Tapestry of Faith: Heeding the Call: A Program on Justicemaking for Junior High School Youth

It's Up to Us

Adapted from "The Real Heroes and Sheroes of New Orleans" by Lorrie Beth Slonsky and Larry Bradshaw. Original story appeared in the Socialist Worker.

The sixth strongest Atlantic hurricane ever recorded, Katrina devastated the Gulf Coast region in August, 2005. In the city of New Orleans alone, the failure of the levee system caused 80 percent of the city to flood. Families were trapped in attics and on roofs in sweltering heat for over one week in some places. The injustices of poverty, racism and political corruption were well documented in the region before Katrina hit. There were also concerns about environmental injustice given that the coastal wetlands and bayous which provided a buffer against surges brought on by hurricanes had been carved up to create shipping canals for the many industries in the region, especially the oil refineries. These canals destroyed the natural protection the people in the region once had. While the news focused on the people stranded on rooftops and the slow response of government agencies, there was another story to the disaster that most cameras did not show: the story of people coming together and working together. Lorrie Beth Slonsky and Larry Bradshaw were two medical workers trapped in New Orleans following Hurricane Katrina. This is what they witnessed:

"What you did not see on television were the real heroes and sheroes of the hurricane relief effort: the working class of New Orleans. The maintenance workers who used a forklift to carry the sick and disabled. The engineers who rigged, nurtured and kept the generators running. The electricians who improvised thick extension cords stretching over blocks to share the little electricity we had in order to free cars stuck on rooftop parking lots. Nurses who took over for mechanical ventilators and spent many hours on end manually forcing air into the lungs of unconscious patients to keep them alive. Doormen who rescued folks stuck in elevators. Refinery workers who broke into boat yards, 'stealing' boats to rescue their neighbors clinging to their roofs in flood waters. Mechanics who helped hotwire any car that could be found to ferry people out of the city. And the food service workers who scoured the commercial kitchens, improvising communal meals for hundreds of those stranded."

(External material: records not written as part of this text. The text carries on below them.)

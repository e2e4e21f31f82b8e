//! Client-facing result shape.

use serde::{Deserialize, Serialize};
use serde_json::Number;
use std::fmt;

/// Thumbnail width advertised for every record.
pub const THUMBNAIL_WIDTH: u32 = 200;
/// Thumbnail height advertised for every record.
pub const THUMBNAIL_HEIGHT: u32 = 112;

/// Webcam identifier. Keeps the JSON type it had in storage.
#[derive(Debug, Clone, PartialEq, Serialize, Deserialize)]
#[serde(untagged)]
pub enum WebcamId {
    Number(Number),
    Text(String),
}

impl fmt::Display for WebcamId {
    fn fmt(&self, f: &mut fmt::Formatter<'_>) -> fmt::Result {
        match self {
            WebcamId::Number(n) => n.fmt(f),
            WebcamId::Text(s) => f.write_str(s),
        }
    }
}

#[derive(Debug, Clone, PartialEq, Serialize, Deserialize)]
pub struct Urls {
    pub small: String,
}

#[derive(Debug, Clone, PartialEq, Serialize, Deserialize)]
pub struct Links {
    pub html: String,
}

#[derive(Debug, Clone, PartialEq, Serialize, Deserialize)]
pub struct Location {
    pub country: String,
    pub latitude: f64,
    pub longitude: f64,
}

/// One search result, serialized as
/// `{id, score, created_at, width, height, description, urls, links, location}`.
#[derive(Debug, Clone, PartialEq, Serialize, Deserialize)]
pub struct OutputRecord {
    pub id: WebcamId,
    pub score: f64,
    /// Always empty: the corpus carries no capture time.
    pub created_at: String,
    pub width: u32,
    pub height: u32,
    pub description: String,
    pub urls: Urls,
    pub links: Links,
    pub location: Location,
}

Lorrie Beth and Larry helped organize a group of several hundred stranded survivors. Their first camp was broken up by police at gunpoint. Then they were told that busses were waiting in the neighboring town of Gretna to transport survivors to safety. When they tried to cross the bridge to Gretna, the Gretna police blocked their way at gunpoint and forced them to walk in the sweltering heat back into the ruins of New Orleans. So they found an area beneath an overpass and began building yet another camp.

"Our little encampment began to blossom. Someone 'stole' a water delivery truck and brought it up to us. An Army truck lost a couple of pallets of C-rations on a tight turn and we ferried the food back to our camp in shopping carts.

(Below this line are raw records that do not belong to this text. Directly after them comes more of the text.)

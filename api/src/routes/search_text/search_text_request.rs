use serde::{Deserialize, Serialize};

use crate::routes::count_field::CountField;

#[derive(Debug, Serialize, Deserialize)]
pub struct SearchTextRequest {
    pub query: String,
    pub count: CountField,
}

Now—secure with these two necessities, food and water—cooperation, community and imagination flowered. We organized a clean-up and hung garbage bags from the rebar poles. We made beds from wood pallets and cardboard. We designated a storm drain as the bathroom, and the kids built an elaborate enclosure for privacy out of plastic, broken umbrellas and other scraps. We even organized a food-recycling system where individuals could swap parts of C-rations (applesauce for babies and candies for kids).

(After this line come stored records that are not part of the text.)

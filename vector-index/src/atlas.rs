//! MongoDB Atlas `$vectorSearch` backend.

use std::{future::Future, pin::Pin};

use futures::TryStreamExt;
use mongodb::{
    Client, Collection,
    bson::{Bson, Document, doc},
    options::ClientOptions,
};
use serde_json::Value;
use tracing::{debug, info, warn};

use crate::config::{AtlasConfig, IndexConfig, MAX_NUM_CANDIDATES};
use crate::count::ResultCount;
use crate::errors::IndexError;
use crate::record::{ENTITY_KEY, PROJECTED_FIELDS, RawMatch};
use crate::{SimilarityIndex, finalize};

/// Pooled Atlas client bound to one collection and vector index.
pub struct AtlasIndex {
    collection: Collection<Document>,
    index: String,
    vector_path: String,
    cfg: IndexConfig,
}

impl AtlasIndex {
    /// Parses the connection string and creates the pooled client.
    ///
    /// The driver connects lazily, so an unreachable cluster surfaces on the
    /// first search as [`IndexError::Unavailable`].
    pub async fn connect(cfg: &IndexConfig, atlas: &AtlasConfig) -> Result<Self, IndexError> {
        cfg.validate()?;

        let mut opts = ClientOptions::parse(&atlas.url)
            .await
            .map_err(|e| IndexError::Config(format!("MONGODB_URL: {e}")))?;
        opts.app_name = Some("webcam-search".into());
        opts.connect_timeout = Some(cfg.timeout);
        opts.server_selection_timeout = Some(cfg.timeout);

        let client = Client::with_options(opts)
            .map_err(|e| IndexError::Config(format!("mongodb client: {e}")))?;
        let collection = client
            .database(&atlas.database)
            .collection::<Document>(&atlas.collection);

        info!(
            database = %atlas.database,
            collection = %atlas.collection,
            index = %atlas.index,
            "atlas_index.connect: ready"
        );

        Ok(Self {
            collection,
            index: atlas.index.clone(),
            vector_path: atlas.vector_path.clone(),
            cfg: cfg.clone(),
        })
    }

    async fn search_inner(
        &self,
        vector: &[f32],
        k: ResultCount,
    ) -> Result<Vec<RawMatch>, IndexError> {
        let pool = self.cfg.candidate_pool(k.get())?;
        let timeout = self.cfg.timeout;
        debug!(k = k.get(), pool, "atlas_index.search: start");

        let pipeline = vector_search_pipeline(&self.index, &self.vector_path, vector, k, pool)?;

        let run = async {
            let cursor = self.collection.aggregate(pipeline, None).await?;
            let docs: Vec<Document> = cursor.try_collect().await?;
            Ok::<_, mongodb::error::Error>(docs)
        };
        let docs = tokio::time::timeout(timeout, run)
            .await
            .map_err(|_| IndexError::Unavailable(format!("atlas search timed out after {timeout:?}")))?
            .map_err(|e| {
                warn!(error = %e, "atlas_index.search: aggregate failed");
                IndexError::Unavailable(format!("atlas aggregate failed: {e}"))
            })?;

        let matches = docs
            .into_iter()
            .map(to_raw_match)
            .collect::<Result<Vec<_>, _>>()?;

        Ok(finalize(matches, k))
    }
}

impl SimilarityIndex for AtlasIndex {
    fn backend(&self) -> &'static str {
        "atlas"
    }

    fn search<'a>(
        &'a self,
        vector: &'a [f32],
        k: ResultCount,
    ) -> Pin<Box<dyn Future<Output = Result<Vec<RawMatch>, IndexError>> + Send + 'a>> {
        Box::pin(self.search_inner(vector, k))
    }
}

/// `$vectorSearch` followed by a `$project` of the score and the webcam fields.
///
/// # Errors
/// [`IndexError::CountTooLarge`] when `k` or `num_candidates` exceed what
/// `$vectorSearch` accepts.
pub fn vector_search_pipeline(
    index: &str,
    path: &str,
    vector: &[f32],
    k: ResultCount,
    num_candidates: usize,
) -> Result<Vec<Document>, IndexError> {
    if k.get() > MAX_NUM_CANDIDATES || num_candidates > MAX_NUM_CANDIDATES {
        return Err(IndexError::CountTooLarge {
            k: k.get().max(num_candidates),
            max: MAX_NUM_CANDIDATES,
        });
    }
    let too_large = |n: usize| IndexError::CountTooLarge {
        k: n,
        max: MAX_NUM_CANDIDATES,
    };
    let num_candidates = i64::try_from(num_candidates).map_err(|_| too_large(num_candidates))?;
    let limit = i64::try_from(k.get()).map_err(|_| too_large(k.get()))?;
    let query_vector: Vec<Bson> = vector.iter().map(|x| Bson::Double(*x as f64)).collect();

    let mut project = doc! { "_id": 0, "score": { "$meta": "vectorSearchScore" } };
    for field in PROJECTED_FIELDS {
        project.insert(field, 1);
    }

    Ok(vec![
        doc! {
            "$vectorSearch": {
                "index": index,
                "path": path,
                "queryVector": query_vector,
                "numCandidates": num_candidates,
                "limit": limit,
            }
        },
        doc! { "$project": project },
    ])
}

fn to_raw_match(mut d: Document) -> Result<RawMatch, IndexError> {
    let score = match d.get("score") {
        Some(Bson::Double(f)) => *f,
        Some(Bson::Int32(i)) => *i as f64,
        Some(Bson::Int64(i)) => *i as f64,
        other => {
            return Err(IndexError::MalformedMatch(format!(
                "atlas returned a match without a numeric score: {other:?}"
            )));
        }
    };
    let entity = d
        .remove(ENTITY_KEY)
        .map(Bson::into_relaxed_extjson)
        .unwrap_or(Value::Null);
    Ok(RawMatch::new(score, entity))
}

#[cfg(test)]
mod tests {
    use super::*;
    use serde_json::json;

    #[test]
    fn pipeline_matches_atlas_shape() {
        let k: ResultCount = "3".parse().unwrap();
        let p = vector_search_pipeline("imgembindex", "embedding", &[0.5, -0.25], k, 100).unwrap();
        assert_eq!(p.len(), 2);

        let vs = p[0].get_document("$vectorSearch").unwrap();
        assert_eq!(vs.get_str("index").unwrap(), "imgembindex");
        assert_eq!(vs.get_str("path").unwrap(), "embedding");
        assert_eq!(vs.get_i64("numCandidates").unwrap(), 100);
        assert_eq!(vs.get_i64("limit").unwrap(), 3);
        assert_eq!(vs.get_array("queryVector").unwrap().len(), 2);

        let proj = p[1].get_document("$project").unwrap();
        assert!(proj.contains_key("score"));
        for field in PROJECTED_FIELDS {
            assert_eq!(proj.get_i32(field).unwrap(), 1, "{field}");
        }
    }

    #[test]
    fn converts_projected_document() {
        let d = doc! {
            "score": 0.91,
            "webcam": {
                "webcamid": 1_234_567_890_i64,
                "title": "Harbor",
                "location": { "country": "Norway", "latitude": 60.39, "longitude": 5.32 },
                "player": { "day": "https://player.example/day/1234567890" },
            }
        };
        let m = to_raw_match(d).unwrap();
        assert_eq!(m.score, 0.91);
        assert_eq!(m.entity["webcamid"], json!(1_234_567_890_i64));
        assert_eq!(m.entity["location"]["country"], json!("Norway"));
        assert_eq!(m.entity["player"]["day"], json!("https://player.example/day/1234567890"));
    }

    #[test]
    fn missing_entity_becomes_null() {
        let m = to_raw_match(doc! { "score": 0.5 }).unwrap();
        assert!(m.entity.is_null());
    }

    #[test]
    fn pipeline_refuses_counts_atlas_would_reject() {
        let k = ResultCount::new(MAX_NUM_CANDIDATES + 1).unwrap();
        let err = vector_search_pipeline("i", "embedding", &[0.1], k, MAX_NUM_CANDIDATES).unwrap_err();
        assert!(matches!(err, IndexError::CountTooLarge { .. }));

        let k = ResultCount::new(5).unwrap();
        let err = vector_search_pipeline("i", "embedding", &[0.1], k, usize::MAX).unwrap_err();
        assert!(matches!(err, IndexError::CountTooLarge { .. }));
    }

    #[test]
    fn missing_score_is_a_malformed_match() {
        let err = to_raw_match(doc! { "webcam": {} }).unwrap_err();
        assert!(matches!(err, IndexError::MalformedMatch(_)), "{err}");

        let err = to_raw_match(doc! { "score": "high", "webcam": {} }).unwrap_err();
        assert!(matches!(err, IndexError::MalformedMatch(_)), "{err}");
    }
}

This was something we saw repeatedly in the aftermath of Katrina. When individuals had to fight to find food or water, it meant looking out for yourself. You had to do whatever it took to find water for your kids or food for your parents. But when these basic needs were met, people began to look out for each other, working together and constructing a community."

The devastation and injustice of Hurricane Katrina showed us many things. Including what we are capable of when we rely on our strengths and look out for one another.